For almost two weeks, this coffee was a single packet of the 3 in 1 stuff from Nestle that is all the rage and I haven’t gotten my head out of my butt the whole time I have been here. Well almost. We have managed to get to Starbucks a couple times and then I get all manic and wound up and the next morning back to hanging my head.
When we arrived here and sat to meet our contacts, the first thing they did was bring over filter brewed coffee. Big mugs of it, and they were instantly my best friends in the whole world. They shared their story and their vision and we sipped our coffee and sat in front of the fan.
Honest Hands is the group we have worked with. These are the street boys that have been chosen to be discipled here, to me it sounds like the hydroponics we learned about and the seedlings we planted at the farm, just that these seedlings are boys being prepared to be planted back into the world after 9 months. Carl, their leader says that they have a very good success rate, however that is measured, but just like the parable of the sower and the seeds, some fall by the wayside, some struggle, but that is life in the real world.
Working Hands started with an automotive technology shop.
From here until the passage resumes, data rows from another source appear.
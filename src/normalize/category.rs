use crate::model::DEFAULT_CATEGORY;

/// Synonyms folded onto the controlled category vocabulary. Keys are
/// lowercase and trimmed.
const CATEGORY_SYNONYMS: &[(&str, &[&str])] = &[
    (
        "Main Course",
        &[
            "main",
            "mains",
            "main course",
            "main courses",
            "main dish",
            "main dishes",
            "entree",
            "entrees",
            "entrée",
            "entrées",
            "dinner",
        ],
    ),
    (
        "Appetizer",
        &[
            "appetizer",
            "appetizers",
            "appetiser",
            "appetisers",
            "starter",
            "starters",
            "hors d'oeuvre",
            "hors d'oeuvres",
        ],
    ),
    (
        "Side Dish",
        &["side", "sides", "side dish", "side dishes"],
    ),
    ("Dessert", &["dessert", "desserts", "sweets"]),
    ("Breakfast", &["breakfast", "brunch"]),
    ("Lunch", &["lunch"]),
    ("Soup", &["soup", "soups"]),
    ("Salad", &["salad", "salads"]),
    ("Snack", &["snack", "snacks"]),
    (
        "Beverage",
        &["drink", "drinks", "beverage", "beverages", "cocktail", "cocktails"],
    ),
    ("Bread", &["bread", "breads"]),
    ("Sauce", &["sauce", "sauces", "condiment", "condiments"]),
    ("Other", &["other"]),
];

/// Maps an external category onto the controlled vocabulary.
///
/// Empty input yields `"Other"`. Unknown categories are kept with their first
/// character upper-cased so site-specific values stay usable.
pub fn map_category(raw: Option<&str>) -> String {
    let trimmed = match raw.map(str::trim) {
        Some(value) if !value.is_empty() => value,
        _ => return DEFAULT_CATEGORY.to_string(),
    };

    let key = trimmed.to_lowercase();
    CATEGORY_SYNONYMS
        .iter()
        .find(|(_, synonyms)| synonyms.contains(&key.as_str()))
        .map(|(category, _)| category.to_string())
        .unwrap_or_else(|| capitalize_first(trimmed))
}

/// Sources often list several categories; only the first one is mapped.
pub fn map_first_category<S: AsRef<str>>(values: &[S]) -> String {
    map_category(values.first().map(AsRef::as_ref))
}

fn capitalize_first(value: &str) -> String {
    let mut chars = value.chars();
    match chars.next() {
        Some(first) => first.to_uppercase().chain(chars).collect(),
        None => String::new(),
    }
}

#[cfg(test)]
mod tests {
    use super::*;

    #[test]
    fn test_synonyms() {
        assert_eq!(map_category(Some("Mains")), "Main Course");
        assert_eq!(map_category(Some("  entrée ")), "Main Course");
        assert_eq!(map_category(Some("Starters")), "Appetizer");
        assert_eq!(map_category(Some("drink")), "Beverage");
        assert_eq!(map_category(Some("DESSERTS")), "Dessert");
    }

    #[test]
    fn test_unknown_category_is_preserved() {
        assert_eq!(
            map_category(Some("totally-novel-category")),
            "Totally-novel-category"
        );
        assert_eq!(map_category(Some("özel yemek")), "Özel yemek");
    }

    #[test]
    fn test_empty_category_is_other() {
        assert_eq!(map_category(None), "Other");
        assert_eq!(map_category(Some("")), "Other");
        assert_eq!(map_category(Some("   ")), "Other");
    }

    #[test]
    fn test_first_of_many() {
        assert_eq!(map_first_category(&["Starter", "Dinner"]), "Appetizer");
        let empty: [&str; 0] = [];
        assert_eq!(map_first_category(&empty), "Other");
    }
}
The leaders disciple young men by teaching them a trade. A metal shop and a wood working shop have also been set up. We took a tour of the wood shop and heard their vision, and I thought how cool this would be to be a part of, and I thought of my Uncle Paul who is a carpenter and makes furniture and what a great ministry this is.
Mustard Seed is the parallel vision for women here. A christian business man donated a bunch of sewing machines and the women are taught how to sew and how to do math and they are discipled.
We are now off to a meeting, so that brings this to an end.